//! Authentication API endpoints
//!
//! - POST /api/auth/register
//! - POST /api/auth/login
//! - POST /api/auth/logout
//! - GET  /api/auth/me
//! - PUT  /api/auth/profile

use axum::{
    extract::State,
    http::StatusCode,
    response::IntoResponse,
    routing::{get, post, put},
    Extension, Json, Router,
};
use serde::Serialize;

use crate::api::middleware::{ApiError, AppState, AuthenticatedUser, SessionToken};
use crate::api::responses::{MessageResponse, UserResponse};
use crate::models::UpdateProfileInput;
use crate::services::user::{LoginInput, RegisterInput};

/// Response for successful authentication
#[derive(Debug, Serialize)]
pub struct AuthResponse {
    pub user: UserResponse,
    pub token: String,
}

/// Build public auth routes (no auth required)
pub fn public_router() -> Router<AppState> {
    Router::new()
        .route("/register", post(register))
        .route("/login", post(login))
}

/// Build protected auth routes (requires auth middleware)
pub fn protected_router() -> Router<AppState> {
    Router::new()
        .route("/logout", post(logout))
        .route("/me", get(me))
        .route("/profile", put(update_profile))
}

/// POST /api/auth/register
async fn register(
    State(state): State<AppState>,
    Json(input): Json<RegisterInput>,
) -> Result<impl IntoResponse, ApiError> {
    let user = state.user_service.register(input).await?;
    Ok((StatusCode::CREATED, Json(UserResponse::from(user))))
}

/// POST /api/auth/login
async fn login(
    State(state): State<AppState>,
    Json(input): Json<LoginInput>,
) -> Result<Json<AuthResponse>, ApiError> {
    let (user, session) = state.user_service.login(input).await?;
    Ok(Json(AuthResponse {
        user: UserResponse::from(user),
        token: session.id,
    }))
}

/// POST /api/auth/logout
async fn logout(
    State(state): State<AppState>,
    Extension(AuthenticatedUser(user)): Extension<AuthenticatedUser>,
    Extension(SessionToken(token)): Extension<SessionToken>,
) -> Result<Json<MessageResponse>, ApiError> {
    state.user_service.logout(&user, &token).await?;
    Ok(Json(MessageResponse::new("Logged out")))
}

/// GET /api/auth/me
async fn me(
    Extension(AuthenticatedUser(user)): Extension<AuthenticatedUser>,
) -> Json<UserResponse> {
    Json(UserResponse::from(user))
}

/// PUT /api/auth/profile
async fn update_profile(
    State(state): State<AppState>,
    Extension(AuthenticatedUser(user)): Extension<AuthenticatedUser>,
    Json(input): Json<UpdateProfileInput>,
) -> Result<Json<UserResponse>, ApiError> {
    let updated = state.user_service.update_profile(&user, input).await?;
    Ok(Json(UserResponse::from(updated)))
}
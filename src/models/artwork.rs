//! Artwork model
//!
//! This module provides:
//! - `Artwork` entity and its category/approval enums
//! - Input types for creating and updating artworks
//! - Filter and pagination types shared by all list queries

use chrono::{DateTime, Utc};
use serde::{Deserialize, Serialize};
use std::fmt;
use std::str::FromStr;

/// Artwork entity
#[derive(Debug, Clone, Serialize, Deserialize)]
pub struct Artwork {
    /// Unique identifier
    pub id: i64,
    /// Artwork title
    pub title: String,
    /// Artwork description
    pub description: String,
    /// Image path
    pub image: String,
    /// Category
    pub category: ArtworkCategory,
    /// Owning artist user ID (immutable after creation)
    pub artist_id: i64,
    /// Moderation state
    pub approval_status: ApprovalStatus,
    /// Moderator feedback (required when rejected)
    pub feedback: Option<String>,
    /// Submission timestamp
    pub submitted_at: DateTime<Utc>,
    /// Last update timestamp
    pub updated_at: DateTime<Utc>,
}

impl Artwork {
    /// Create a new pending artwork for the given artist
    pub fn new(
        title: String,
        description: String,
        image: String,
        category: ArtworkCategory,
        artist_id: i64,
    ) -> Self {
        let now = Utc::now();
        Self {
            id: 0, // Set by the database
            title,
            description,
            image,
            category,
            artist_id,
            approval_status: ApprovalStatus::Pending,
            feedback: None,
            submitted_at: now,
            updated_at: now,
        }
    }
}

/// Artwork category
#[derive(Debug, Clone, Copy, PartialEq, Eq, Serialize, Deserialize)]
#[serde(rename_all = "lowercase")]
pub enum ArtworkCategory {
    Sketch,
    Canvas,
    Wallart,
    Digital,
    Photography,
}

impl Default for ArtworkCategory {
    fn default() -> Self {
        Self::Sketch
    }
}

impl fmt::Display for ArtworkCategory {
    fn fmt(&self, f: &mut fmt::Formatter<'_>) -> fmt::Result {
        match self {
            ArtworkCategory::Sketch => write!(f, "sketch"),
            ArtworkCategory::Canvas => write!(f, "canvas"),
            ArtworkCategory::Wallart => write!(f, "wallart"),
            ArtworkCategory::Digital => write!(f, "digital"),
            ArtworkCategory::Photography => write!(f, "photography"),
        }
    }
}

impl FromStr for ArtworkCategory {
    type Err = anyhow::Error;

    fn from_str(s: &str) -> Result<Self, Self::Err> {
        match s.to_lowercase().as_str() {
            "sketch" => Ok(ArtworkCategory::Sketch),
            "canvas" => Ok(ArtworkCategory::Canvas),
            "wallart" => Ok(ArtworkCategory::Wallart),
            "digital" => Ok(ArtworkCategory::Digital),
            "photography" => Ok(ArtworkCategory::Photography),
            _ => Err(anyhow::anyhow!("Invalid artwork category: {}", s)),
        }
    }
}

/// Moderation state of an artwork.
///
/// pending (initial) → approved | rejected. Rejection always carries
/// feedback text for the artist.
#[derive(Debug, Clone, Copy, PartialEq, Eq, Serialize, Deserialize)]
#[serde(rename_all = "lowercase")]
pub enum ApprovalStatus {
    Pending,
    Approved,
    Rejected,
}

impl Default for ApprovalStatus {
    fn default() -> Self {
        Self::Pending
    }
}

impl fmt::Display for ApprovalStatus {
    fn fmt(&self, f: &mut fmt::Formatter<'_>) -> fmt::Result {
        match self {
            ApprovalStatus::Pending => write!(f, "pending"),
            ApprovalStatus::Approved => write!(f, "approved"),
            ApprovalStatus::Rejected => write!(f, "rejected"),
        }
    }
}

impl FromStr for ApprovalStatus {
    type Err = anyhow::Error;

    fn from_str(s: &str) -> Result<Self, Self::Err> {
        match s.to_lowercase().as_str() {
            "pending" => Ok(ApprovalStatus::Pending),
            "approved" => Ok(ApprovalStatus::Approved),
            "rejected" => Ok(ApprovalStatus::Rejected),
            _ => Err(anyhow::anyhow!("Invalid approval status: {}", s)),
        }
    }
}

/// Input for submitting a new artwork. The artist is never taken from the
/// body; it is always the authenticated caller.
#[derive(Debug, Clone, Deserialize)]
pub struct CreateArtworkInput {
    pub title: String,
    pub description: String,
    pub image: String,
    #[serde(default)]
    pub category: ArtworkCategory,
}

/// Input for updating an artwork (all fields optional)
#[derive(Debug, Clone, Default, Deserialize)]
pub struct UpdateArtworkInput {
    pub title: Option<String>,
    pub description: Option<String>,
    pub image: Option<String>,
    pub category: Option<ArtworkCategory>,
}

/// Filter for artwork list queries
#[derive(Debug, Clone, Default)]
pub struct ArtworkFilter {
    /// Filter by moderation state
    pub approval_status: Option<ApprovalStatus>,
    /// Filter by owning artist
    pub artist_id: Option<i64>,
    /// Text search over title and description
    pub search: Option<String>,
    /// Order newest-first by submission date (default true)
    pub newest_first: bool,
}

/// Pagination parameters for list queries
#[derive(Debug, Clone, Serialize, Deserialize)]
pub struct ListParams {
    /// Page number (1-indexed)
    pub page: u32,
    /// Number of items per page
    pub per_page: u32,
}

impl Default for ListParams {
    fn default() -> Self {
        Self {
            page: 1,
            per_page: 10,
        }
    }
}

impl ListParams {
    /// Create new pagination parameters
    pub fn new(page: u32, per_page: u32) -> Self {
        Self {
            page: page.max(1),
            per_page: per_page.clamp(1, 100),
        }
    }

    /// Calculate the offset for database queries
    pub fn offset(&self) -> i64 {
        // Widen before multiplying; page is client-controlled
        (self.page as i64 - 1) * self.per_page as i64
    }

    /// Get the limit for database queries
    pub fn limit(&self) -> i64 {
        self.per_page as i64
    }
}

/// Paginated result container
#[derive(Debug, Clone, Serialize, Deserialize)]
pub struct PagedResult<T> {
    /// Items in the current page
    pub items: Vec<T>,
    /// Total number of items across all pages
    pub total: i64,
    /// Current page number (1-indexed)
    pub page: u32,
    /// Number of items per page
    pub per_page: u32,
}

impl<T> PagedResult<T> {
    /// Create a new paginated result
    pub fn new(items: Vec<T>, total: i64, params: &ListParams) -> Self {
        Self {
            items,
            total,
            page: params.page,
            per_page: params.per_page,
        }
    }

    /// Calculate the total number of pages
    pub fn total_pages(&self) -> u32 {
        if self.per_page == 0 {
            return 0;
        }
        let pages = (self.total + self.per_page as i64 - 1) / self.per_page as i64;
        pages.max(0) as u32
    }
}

********************

◆ **ASSIGNMENT**:
From the records above, transcribe exactly the run of lines that opens with the line holding "-> Result<Json<UserResponse>, ApiError>" and closes with the line holding "its category/approval enums", both included.

◆ **RESULT**:
) -> Result<Json<UserResponse>, ApiError> {
    let updated = state.user_service.update_profile(&user, input).await?;
    Ok(Json(UserResponse::from(updated)))
}
filename src/models/artwork.rs
//! Artwork model
//!
//! This module provides:
//! - `Artwork` entity and its category/approval enums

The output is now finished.